Controlling a Subdomain with Robots.txt
07-10-10
I ran across a new “your computer can’t do that” lie today.
Suppose you have a site example.com, and a subdomain dev.example.com. The dev site is just a clone of the main one, but you can make changes and test things before deploying to your live site. You might want to tell all robots to leave your dev site alone, and for good reason. The dev site could trigger Google’s duplicate content filters, or if not, Google might decide to show dev.example.com pages in it’s search results, resulting in visitors seeing things they shouldn’t.
Typically, robots.txt is used to tell robots which areas of the site they are allowed to visit. The difficulty with robots.txt, is that it only allows matches on the path segment, and not the domain. Controlling this on a domain (or subdomain) basis requires an extra robots.txt file, and a small rewrite in your .htaccess file. Here’s a simple example:
dev.robots.txt
# control robots for the dev.* subdomain user-agent: * disallow: /
robots.txt
user-agent: * disallow: /db/
.htaccess
# Uncomment the following line if rewrites are not already enabled
# RewriteEngine on
# Use a special robots.txt file for the dev subdomain
RewriteCond %{HTTP_HOST} ^dev.example.com$
RewriteRule robots\.txt dev.robots.txt [L]

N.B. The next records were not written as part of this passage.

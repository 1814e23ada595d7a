//! # Core Models Module
//!
//! Data structures describing a loaded molecular structure: atoms, residues,
//! chains and the [`structure::Structure`] that owns them.
//!
//! ## Key Components
//!
//! - [`atom`] - Atom identity, coordinates and crystallographic columns
//! - [`residue`] - Residue name, number, insertion code and source segment id
//! - [`chain`] - Chain identifier and its ordered residues
//! - [`structure`] - The complete structure plus its tabular atom view
//! - [`ids`] - Arena keys for atoms, residues, and chains
//!
//! ## Usage
//!
//! ```ignore
//! use macha::core::models::{atom::Atom, structure::Structure};
//!
//! let mut structure = Structure::new();
//! let chain_id = structure.add_chain("A");
//! let residue_id = structure.add_residue(chain_id, 1, None, "ALA", "PROA").unwrap();
//! let atom = Atom::new(1, "CA", residue_id, Point3::new(0.0, 0.0, 0.0));
//! structure.add_atom_to_residue(residue_id, atom).unwrap();
//! ```

pub mod atom;
pub mod chain;
pub mod ids;
pub mod residue;
pub mod structure;
#[derive(Debug, Clone, PartialEq, Eq)]
pub enum Progress {
    LigandStart { ligand: String },
    LigandFinish,

    StepStart { name: &'static str },
    StepFinish,

    TaskStart { total_steps: u64 },
    TaskIncrement,
    TaskFinish,

    Message(String),
}

pub type ProgressCallback<'a> = Box<dyn Fn(Progress) + Send + Sync + 'a>;

#[derive(Default)]
pub struct ProgressReporter<'a> {
    callback: Option<ProgressCallback<'a>>,
}

impl<'a> ProgressReporter<'a> {
    pub fn new() -> Self {
        Self::default()
    }

    pub fn with_callback(callback: ProgressCallback<'a>) -> Self {
        Self {
            callback: Some(callback),
        }
    }

    #[inline]
    pub fn report(&self, event: Progress) {
        if let Some(cb) = &self.callback {
            cb(event);
        }
    }

    pub(crate) fn step<T, E>(
        &self,
        name: &'static str,
        f: impl FnOnce() -> Result<T, E>,
    ) -> Result<T, E> {
        self.report(Progress::StepStart { name });
        let result = f();
        self.report(Progress::StepFinish);
        result
    }
}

If you copy this code and use it on your site, make sure to change the domain in the .htaccess sample (change it from example.com to your domain).

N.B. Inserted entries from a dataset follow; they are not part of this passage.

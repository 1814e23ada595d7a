use indicatif::{ProgressBar, ProgressDrawTarget, ProgressState, ProgressStyle};
use macha::workflows::progress::{Progress, ProgressCallback};
use std::sync::{Arc, Mutex};
use std::time::Duration;
use tracing::warn;

const SPINNER_TICK_MS: u64 = 80;
const SPINNER_TEMPLATE: &str = "{spinner:.green} {prefix:.bold} {msg}";
const BAR_TEMPLATE: &str = "{msg:<20} [{bar:40.cyan/blue}] {pos}/{len} ({eta})";

/// Draws workflow progress on stderr: a bar across ligands, and a spinner
/// naming the current step of the ligand in progress.
#[derive(Clone)]
pub struct CliProgressHandler {
    pb: Arc<Mutex<ProgressBar>>,
}

impl CliProgressHandler {
    pub fn new() -> Self {
        Self::with_draw_target(ProgressDrawTarget::stderr())
    }

    fn with_draw_target(target: ProgressDrawTarget) -> Self {
        let pb = ProgressBar::new(0)
            .with_style(Self::spinner_style())
            .with_message("Initializing...");
        pb.set_draw_target(target);
        pb.disable_steady_tick();
        pb.finish_and_clear();

        Self {
            pb: Arc::new(Mutex::new(pb)),
        }
    }

    pub fn get_callback(&self) -> ProgressCallback<'static> {
        let pb_clone = self.pb.clone();

        Box::new(move |progress: Progress| {
            let Ok(pb_guard) = pb_clone.lock() else {
                warn!("Progress bar mutex was poisoned. Cannot update progress.");
                return;
            };

            match progress {
                Progress::TaskStart { total_steps } => {
                    pb_guard.disable_steady_tick();
                    pb_guard.reset();
                    pb_guard.set_length(total_steps);
                    pb_guard.set_position(0);
                    pb_guard.set_style(Self::bar_style());
                    pb_guard.set_message("Ligands");
                }
                Progress::TaskIncrement => {
                    pb_guard.inc(1);
                }
                Progress::TaskFinish => {
                    let length = pb_guard.length().unwrap_or(0);
                    if pb_guard.position() < length {
                        pb_guard.set_position(length);
                    }
                    pb_guard.finish();
                }
                Progress::LigandStart { ligand } => {
                    pb_guard.println(format!("Preparing {}", ligand));
                    pb_guard.set_prefix(ligand);
                }
                Progress::LigandFinish => {
                    let ligand = pb_guard.prefix();
                    pb_guard.println(format!("✓ {} done", ligand));
                    pb_guard.set_prefix("");
                }
                Progress::StepStart { name } => {
                    if pb_guard.length().unwrap_or(0) == 0 || pb_guard.is_finished() {
                        pb_guard.reset();
                        pb_guard.set_style(Self::spinner_style());
                        pb_guard.enable_steady_tick(Duration::from_millis(SPINNER_TICK_MS));
                    }
                    pb_guard.set_message(name);
                }
                Progress::StepFinish => {
                    if pb_guard.length().unwrap_or(0) == 0 {
                        pb_guard.disable_steady_tick();
                        pb_guard.finish_with_message("✓ Done");
                    }
                }
                Progress::Message(msg) => {
                    if !pb_guard.is_finished() {
                        pb_guard.println(format!("  {}", msg));
                    } else {
                        pb_guard.set_message(msg);
                    }
                }
            }
        })
    }

    fn spinner_style() -> ProgressStyle {
        ProgressStyle::with_template(SPINNER_TEMPLATE)
            .unwrap_or_else(|_| ProgressStyle::default_spinner())
    }

    fn bar_style() -> ProgressStyle {
        ProgressStyle::with_template(BAR_TEMPLATE)
            .unwrap_or_else(|_| ProgressStyle::default_bar())
            .with_key(
                "eta",
                |state: &ProgressState, w: &mut dyn std::fmt::Write| {
                    let _ = write!(w, "{:.1}s", state.eta().as_secs_f64());
                },
            )
            .progress_chars("##-")
    }
}

impl Default for CliProgressHandler {
    fn default() -> Self {
        Self::new()
    }
}

#[cfg(test)]
mod tests {
    use super::*;
    use std::thread;

    fn hidden_handler() -> CliProgressHandler {
        CliProgressHandler::with_draw_target(ProgressDrawTarget::hidden())
    }

    #[test]
    fn templates_are_valid() {
        assert!(ProgressStyle::with_template(SPINNER_TEMPLATE).is_ok());
        assert!(ProgressStyle::with_template(BAR_TEMPLATE).is_ok());
    }

    #[test]
    fn handler_initializes_in_a_clean_state() {
        let handler = hidden_handler();
        let pb = handler.pb.lock().unwrap();
        assert_eq!(pb.length(), Some(0));
        assert!(pb.is_finished());
    }

    #[test]
    fn single_ligand_steps_drive_a_spinner() {
        let handler = hidden_handler();
        let callback = handler.get_callback();

        callback(Progress::LigandStart {
            ligand: "lig1".to_string(),
        });
        callback(Progress::StepStart { name: "Classify" });
        {
            let pb = handler.pb.lock().unwrap();
            assert_eq!(pb.message(), "Classify");
            assert_eq!(pb.prefix(), "lig1");
            assert!(!pb.is_finished());
        }

        callback(Progress::StepFinish);
        {
            let pb = handler.pb.lock().unwrap();
            assert!(pb.is_finished());
            assert_eq!(pb.message(), "✓ Done");
        }

        callback(Progress::LigandFinish);
        assert_eq!(handler.pb.lock().unwrap().prefix(), "");
    }

    #[test]
    fn task_events_drive_the_ligand_bar() {
        let handler = hidden_handler();
        let callback = handler.get_callback();

        callback(Progress::TaskStart { total_steps: 3 });
        {
            let pb = handler.pb.lock().unwrap();
            assert_eq!(pb.length(), Some(3));
            assert_eq!(pb.position(), 0);
        }

        callback(Progress::StepStart { name: "Export" });
        callback(Progress::StepFinish);
        callback(Progress::TaskIncrement);
        {
            let pb = handler.pb.lock().unwrap();
            assert_eq!(pb.position(), 1);
            assert_eq!(pb.message(), "Export");
            assert!(!pb.is_finished());
        }

        callback(Progress::TaskFinish);
        let pb = handler.pb.lock().unwrap();
        assert!(pb.is_finished());
        assert_eq!(pb.position(), 3);
    }

    #[test]
    fn callback_is_thread_safe() {
        let handler = hidden_handler();
        let callback = handler.get_callback();

        thread::spawn(move || {
            callback(Progress::StepStart { name: "Stream" });
            callback(Progress::Message("wrote macha.str".to_string()));
            callback(Progress::StepFinish);
        })
        .join()
        .unwrap();

        let pb = handler.pb.lock().unwrap();
        assert!(pb.is_finished());
        assert_eq!(pb.message(), "✓ Done");
    }
}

Hey, I currently have a site where i Use virtual subdomains.
And Alot of links that i restrict on the real domain would show on the subdomains which i then have to remove. Would using the code above “create a virtual robots.txt file for all my subdomains?
Yes, this is the basic idea of the whole thing. Your robots.txt file maps virtually behind the scenes, giving you subdomain level control.